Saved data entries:
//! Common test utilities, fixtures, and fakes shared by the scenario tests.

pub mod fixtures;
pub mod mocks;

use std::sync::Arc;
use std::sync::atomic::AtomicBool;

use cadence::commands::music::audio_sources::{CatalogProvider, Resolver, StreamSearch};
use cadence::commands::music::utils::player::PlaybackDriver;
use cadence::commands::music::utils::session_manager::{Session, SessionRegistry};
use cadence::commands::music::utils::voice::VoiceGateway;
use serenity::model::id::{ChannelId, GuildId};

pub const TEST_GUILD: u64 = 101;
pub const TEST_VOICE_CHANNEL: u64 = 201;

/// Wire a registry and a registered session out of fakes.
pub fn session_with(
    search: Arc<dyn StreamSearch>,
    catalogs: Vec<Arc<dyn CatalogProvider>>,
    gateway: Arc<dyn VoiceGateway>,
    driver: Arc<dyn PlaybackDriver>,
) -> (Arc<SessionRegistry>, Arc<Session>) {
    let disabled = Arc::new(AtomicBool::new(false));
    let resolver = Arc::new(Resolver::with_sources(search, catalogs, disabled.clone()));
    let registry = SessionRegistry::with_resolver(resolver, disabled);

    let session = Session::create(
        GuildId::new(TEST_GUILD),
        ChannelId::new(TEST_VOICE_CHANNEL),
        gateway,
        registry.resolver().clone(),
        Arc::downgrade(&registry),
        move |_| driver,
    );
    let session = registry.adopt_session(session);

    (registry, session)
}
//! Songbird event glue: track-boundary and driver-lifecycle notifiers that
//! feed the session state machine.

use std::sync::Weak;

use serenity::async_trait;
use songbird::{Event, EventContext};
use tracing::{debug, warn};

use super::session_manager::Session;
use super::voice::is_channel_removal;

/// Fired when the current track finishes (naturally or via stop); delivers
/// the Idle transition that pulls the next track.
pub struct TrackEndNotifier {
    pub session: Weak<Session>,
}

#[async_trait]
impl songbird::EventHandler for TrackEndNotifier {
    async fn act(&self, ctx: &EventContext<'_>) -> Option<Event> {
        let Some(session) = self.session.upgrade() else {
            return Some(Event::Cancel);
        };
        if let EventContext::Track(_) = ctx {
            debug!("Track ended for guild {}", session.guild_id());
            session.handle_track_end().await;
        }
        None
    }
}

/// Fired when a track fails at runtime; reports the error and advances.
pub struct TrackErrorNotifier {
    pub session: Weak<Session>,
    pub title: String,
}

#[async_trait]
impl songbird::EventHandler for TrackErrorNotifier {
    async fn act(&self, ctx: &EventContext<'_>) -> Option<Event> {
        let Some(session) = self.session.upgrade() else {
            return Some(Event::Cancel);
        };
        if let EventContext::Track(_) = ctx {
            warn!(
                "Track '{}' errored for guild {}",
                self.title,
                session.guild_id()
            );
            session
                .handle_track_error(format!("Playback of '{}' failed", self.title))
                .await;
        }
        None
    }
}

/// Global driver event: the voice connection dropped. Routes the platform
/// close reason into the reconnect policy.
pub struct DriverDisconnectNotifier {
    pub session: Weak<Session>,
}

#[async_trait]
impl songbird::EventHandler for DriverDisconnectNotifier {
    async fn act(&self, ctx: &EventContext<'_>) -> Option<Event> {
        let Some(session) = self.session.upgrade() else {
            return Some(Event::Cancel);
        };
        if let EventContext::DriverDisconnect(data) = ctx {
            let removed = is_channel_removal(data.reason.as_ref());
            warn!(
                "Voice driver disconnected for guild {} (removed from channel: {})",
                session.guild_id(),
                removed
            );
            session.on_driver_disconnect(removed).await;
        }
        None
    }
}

--

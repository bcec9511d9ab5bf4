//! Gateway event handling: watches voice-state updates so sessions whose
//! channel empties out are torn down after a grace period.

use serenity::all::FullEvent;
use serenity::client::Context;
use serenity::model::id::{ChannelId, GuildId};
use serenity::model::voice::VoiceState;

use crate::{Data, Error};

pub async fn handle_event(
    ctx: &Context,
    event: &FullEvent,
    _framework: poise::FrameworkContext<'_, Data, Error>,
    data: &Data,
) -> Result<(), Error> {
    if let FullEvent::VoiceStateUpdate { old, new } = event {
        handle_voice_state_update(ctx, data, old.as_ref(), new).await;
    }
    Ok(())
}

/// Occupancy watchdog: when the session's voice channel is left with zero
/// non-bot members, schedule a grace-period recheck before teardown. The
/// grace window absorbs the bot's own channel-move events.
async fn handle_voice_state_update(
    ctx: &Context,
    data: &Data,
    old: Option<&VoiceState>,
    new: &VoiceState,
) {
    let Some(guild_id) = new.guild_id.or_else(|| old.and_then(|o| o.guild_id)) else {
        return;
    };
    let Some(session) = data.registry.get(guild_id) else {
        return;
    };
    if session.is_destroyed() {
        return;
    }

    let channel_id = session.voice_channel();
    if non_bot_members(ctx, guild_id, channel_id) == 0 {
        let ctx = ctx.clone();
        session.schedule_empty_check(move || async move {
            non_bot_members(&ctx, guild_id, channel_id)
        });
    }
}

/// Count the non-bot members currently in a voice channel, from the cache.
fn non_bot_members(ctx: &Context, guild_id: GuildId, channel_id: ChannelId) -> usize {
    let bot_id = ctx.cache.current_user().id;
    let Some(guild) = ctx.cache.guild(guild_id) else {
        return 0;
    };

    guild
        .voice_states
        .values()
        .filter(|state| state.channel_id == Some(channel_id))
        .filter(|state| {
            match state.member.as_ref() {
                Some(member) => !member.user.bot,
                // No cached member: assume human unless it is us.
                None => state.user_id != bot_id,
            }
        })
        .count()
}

### EXERCISE PROMPT
Across all the entries, count the lines that contain the string "removed", and give that number without anything else.

### REPLY TO THE EXERCISE
4